You can add tasks to actual projects from within the Actions section too. Just follow the same steps as above, but select a project name from the dropdown list in the Project column instead of “!Single Tasks”. Then when you hit Sync, that action will be added to the bottom of the action list of the appropriate project in the Projects window.

[edit] Using the Inbox

Actions can also be added to your document from within the inbox. It is possible to add actions here without assigning either a context or a project to those actions. This is handy if you want to note some upcoming activities but you are not yet ready to sort these actions into contexts or projects.

I'm going to head over to my Inbox section in my Kinkless document and I'm going to add a few new actions to it. You can see (Figure 2-11) that one of my new actions has a context assigned to it but no project, the second action has a project assigned to it but no context and the third has neither a context nor a project assigned to it. Let's sync this document and see what Kinkless does with it.

Now two actions remain in the Inbox and one has been moved. The action with a project assigned to it is now listed under that project. You'll notice in the Projects section that the text of the new action is shaded grey. This indicates that the action is inactive. It's inactive because it does not yet have a context assigned to it so it can not be listed in the Actions section of your Kinkless document. Basically, you can't complete the action until you know what context it fits in.

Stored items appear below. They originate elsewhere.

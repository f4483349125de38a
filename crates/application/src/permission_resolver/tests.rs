use std::collections::{BTreeSet, HashMap};
use std::sync::Arc;
use std::time::Duration;

use async_trait::async_trait;
use chartfold_core::{AppError, AppResult, RoleId, UserId, WorkspaceId};
use tokio::sync::Mutex;

use crate::authorization_ports::{KeyValueCache, PermissionQueries, RoleHolder};

use super::{PermissionKeySpace, PermissionResolver, ResolverConfig};

/// Store fake where `None` for an operation means "backend unavailable".
#[derive(Default)]
struct FakePermissionQueries {
    aggregate: Option<Vec<String>>,
    view: Option<Vec<String>>,
    join: Option<Vec<String>>,
    calls: Mutex<usize>,
}

impl FakePermissionQueries {
    fn with_aggregate(names: &[&str]) -> Self {
        Self {
            aggregate: Some(owned(names)),
            ..Self::default()
        }
    }

    async fn call_count(&self) -> usize {
        *self.calls.lock().await
    }

    async fn answer(&self, outcome: &Option<Vec<String>>, operation: &str) -> AppResult<Vec<String>> {
        *self.calls.lock().await += 1;
        outcome
            .clone()
            .ok_or_else(|| AppError::Unavailable(format!("{operation} backend is unreachable")))
    }
}

#[async_trait]
impl PermissionQueries for FakePermissionQueries {
    async fn effective_permissions_aggregate(
        &self,
        _user_id: UserId,
        _workspace_id: WorkspaceId,
    ) -> AppResult<Vec<String>> {
        self.answer(&self.aggregate, "aggregate").await
    }

    async fn effective_permissions_view(
        &self,
        _user_id: UserId,
        _workspace_id: WorkspaceId,
    ) -> AppResult<Vec<String>> {
        self.answer(&self.view, "view").await
    }

    async fn effective_permissions_join(
        &self,
        _user_id: UserId,
        _workspace_id: WorkspaceId,
    ) -> AppResult<Vec<String>> {
        self.answer(&self.join, "join").await
    }

    async fn active_assignments_for_role(&self, _role_id: RoleId) -> AppResult<Vec<RoleHolder>> {
        Ok(Vec::new())
    }
}

#[derive(Default)]
struct FakeKeyValueCache {
    entries: Mutex<HashMap<String, String>>,
    fail_all: bool,
}

impl FakeKeyValueCache {
    fn failing() -> Self {
        Self {
            fail_all: true,
            ..Self::default()
        }
    }

    fn check_available(&self) -> AppResult<()> {
        if self.fail_all {
            return Err(AppError::Unavailable("cache backend is down".to_owned()));
        }

        Ok(())
    }
}

#[async_trait]
impl KeyValueCache for FakeKeyValueCache {
    async fn get(&self, key: &str) -> AppResult<Option<String>> {
        self.check_available()?;
        Ok(self.entries.lock().await.get(key).cloned())
    }

    async fn set(&self, key: &str, value: &str, _ttl: Option<Duration>) -> AppResult<()> {
        self.check_available()?;
        self.entries
            .lock()
            .await
            .insert(key.to_owned(), value.to_owned());
        Ok(())
    }

    async fn delete(&self, key: &str) -> AppResult<()> {
        self.check_available()?;
        self.entries.lock().await.remove(key);
        Ok(())
    }

    async fn delete_by_pattern(&self, pattern: &str) -> AppResult<()> {
        self.check_available()?;
        let prefix = pattern.trim_end_matches('*').to_owned();
        self.entries
            .lock()
            .await
            .retain(|key, _| !key.starts_with(prefix.as_str()));
        Ok(())
    }

    async fn exists(&self, key: &str) -> AppResult<bool> {
        self.check_available()?;
        Ok(self.entries.lock().await.contains_key(key))
    }

    async fn health(&self) -> bool {
        !self.fail_all
    }
}

fn owned(names: &[&str]) -> Vec<String> {
    names.iter().map(|name| (*name).to_owned()).collect()
}

fn expected_set(names: &[&str]) -> BTreeSet<String> {
    names.iter().map(|name| (*name).to_owned()).collect()
}

fn resolver(
    store: Arc<FakePermissionQueries>,
    cache: Arc<FakeKeyValueCache>,
) -> PermissionResolver {
    PermissionResolver::new(
        store,
        cache,
        PermissionKeySpace::default(),
        ResolverConfig::default(),
    )
}

#[tokio::test]
async fn aggregate_result_is_returned_and_cached() {
    let store = Arc::new(FakePermissionQueries::with_aggregate(&[
        "dashboard.read",
        "chart.read",
    ]));
    let cache = Arc::new(FakeKeyValueCache::default());
    let resolver = resolver(store.clone(), cache);
    let user_id = UserId::new();
    let workspace_id = WorkspaceId::new();

    let first = resolver
        .resolve_effective_permissions(user_id, workspace_id)
        .await;
    let second = resolver
        .resolve_effective_permissions(user_id, workspace_id)
        .await;

    assert_eq!(first, expected_set(&["dashboard.read", "chart.read"]));
    assert_eq!(second, first);
    assert_eq!(store.call_count().await, 1);
}

#[tokio::test]
async fn unavailable_aggregate_falls_through_to_view() {
    let store = Arc::new(FakePermissionQueries {
        view: Some(owned(&["dashboard.read"])),
        ..FakePermissionQueries::default()
    });
    let cache = Arc::new(FakeKeyValueCache::default());
    let resolver = resolver(store.clone(), cache);

    let resolved = resolver
        .resolve_effective_permissions(UserId::new(), WorkspaceId::new())
        .await;

    assert_eq!(resolved, expected_set(&["dashboard.read"]));
    assert_eq!(store.call_count().await, 2);
}

#[tokio::test]
async fn manual_join_is_the_path_of_last_resort() {
    let store = Arc::new(FakePermissionQueries {
        join: Some(owned(&["export.create"])),
        ..FakePermissionQueries::default()
    });
    let cache = Arc::new(FakeKeyValueCache::default());
    let resolver = resolver(store.clone(), cache);

    let resolved = resolver
        .resolve_effective_permissions(UserId::new(), WorkspaceId::new())
        .await;

    assert_eq!(resolved, expected_set(&["export.create"]));
    assert_eq!(store.call_count().await, 3);
}

#[tokio::test]
async fn strategy_exhaustion_resolves_empty_and_is_not_cached() {
    let store = Arc::new(FakePermissionQueries::default());
    let cache = Arc::new(FakeKeyValueCache::default());
    let resolver = resolver(store.clone(), cache);
    let user_id = UserId::new();
    let workspace_id = WorkspaceId::new();

    let first = resolver
        .resolve_effective_permissions(user_id, workspace_id)
        .await;
    let second = resolver
        .resolve_effective_permissions(user_id, workspace_id)
        .await;

    assert!(first.is_empty());
    assert!(second.is_empty());
    // Both resolutions walked the whole chain; an outage is never cached.
    assert_eq!(store.call_count().await, 6);
}

#[tokio::test]
async fn correctly_computed_empty_set_is_cached() {
    let store = Arc::new(FakePermissionQueries::with_aggregate(&[]));
    let cache = Arc::new(FakeKeyValueCache::default());
    let resolver = resolver(store.clone(), cache);
    let user_id = UserId::new();
    let workspace_id = WorkspaceId::new();

    let first = resolver
        .resolve_effective_permissions(user_id, workspace_id)
        .await;
    let second = resolver
        .resolve_effective_permissions(user_id, workspace_id)
        .await;

    assert!(first.is_empty());
    assert!(second.is_empty());
    assert_eq!(store.call_count().await, 1);
}

#[tokio::test]
async fn failing_cache_degrades_to_store_roundtrips() {
    let store = Arc::new(FakePermissionQueries::with_aggregate(&["dashboard.read"]));
    let cache = Arc::new(FakeKeyValueCache::failing());
    let resolver = resolver(store.clone(), cache);
    let user_id = UserId::new();
    let workspace_id = WorkspaceId::new();

    let first = resolver
        .resolve_effective_permissions(user_id, workspace_id)
        .await;
    let second = resolver
        .resolve_effective_permissions(user_id, workspace_id)
        .await;

    assert_eq!(first, expected_set(&["dashboard.read"]));
    assert_eq!(second, first);
    assert_eq!(store.call_count().await, 2);
}

#[tokio::test]
async fn undecodable_cache_entry_is_recomputed() {
    let store = Arc::new(FakePermissionQueries::with_aggregate(&["dashboard.read"]));
    let cache = Arc::new(FakeKeyValueCache::default());
    let key_space = PermissionKeySpace::default();
    let user_id = UserId::new();
    let workspace_id = WorkspaceId::new();
    cache.entries.lock().await.insert(
        key_space.entry_key(user_id, workspace_id),
        "not a permission set".to_owned(),
    );
    let resolver = resolver(store.clone(), cache);

    let resolved = resolver
        .resolve_effective_permissions(user_id, workspace_id)
        .await;

    assert_eq!(resolved, expected_set(&["dashboard.read"]));
    assert_eq!(store.call_count().await, 1);
}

The other two actions remain in the Inbox (Figure 2-12) because there is not yet enough information to move them anywhere else in the document. Since I left the project blank on the “Clean shower” action, it still hasn't been moved out of the inbox — it still requires further processing. And the final action doesn't have anything more than a description right now, so there's nothing Kinkless can do with it.

You'll also notice that after we synced the document, the name of the Inbox section was changed to “Inbox (2)” indicating that there are two actions in the inbox that still require further processing. This is an easy way for the user to tell that they have actions waiting for further input no matter what section of your Kinkless document you are currently working in. If I wanted to move these tasks out of the inbox, I would have to at the very least assign them either to a project or to “!Single Tasks”, and ideally, I should also assign a context to both actions.

[edit] Closing Thoughts

So already, we're starting to get a glimpse of how Kinkless can eliminate some of the grunt work normally involved in using a GTD-based system for organization. We can add new actions from virtually anywhere in the document and they will be correctly synced with the rest of the document. We can modify the content of actions or mark them as completed from anywhere in the document and that change will also be synced with other sections, and completed actions will eventually be moved to the archive. We can also add actions to the inbox for processing at a later time.

In following tutorials we'll see how we can associate dates with actions and create recurring actions, customize our context list and other Kinkless settings, create actions or projects that are deferred (think of the “Waiting For” context as an example context for deferred actions) and synchronize our Kinkless task lists with iCal or quickly add to them with Quicksilver.

In the end, hopefully, you'll have some idea of how powerful Kinkless can be and you'll be able to integrate it into your workflow in the best way possible.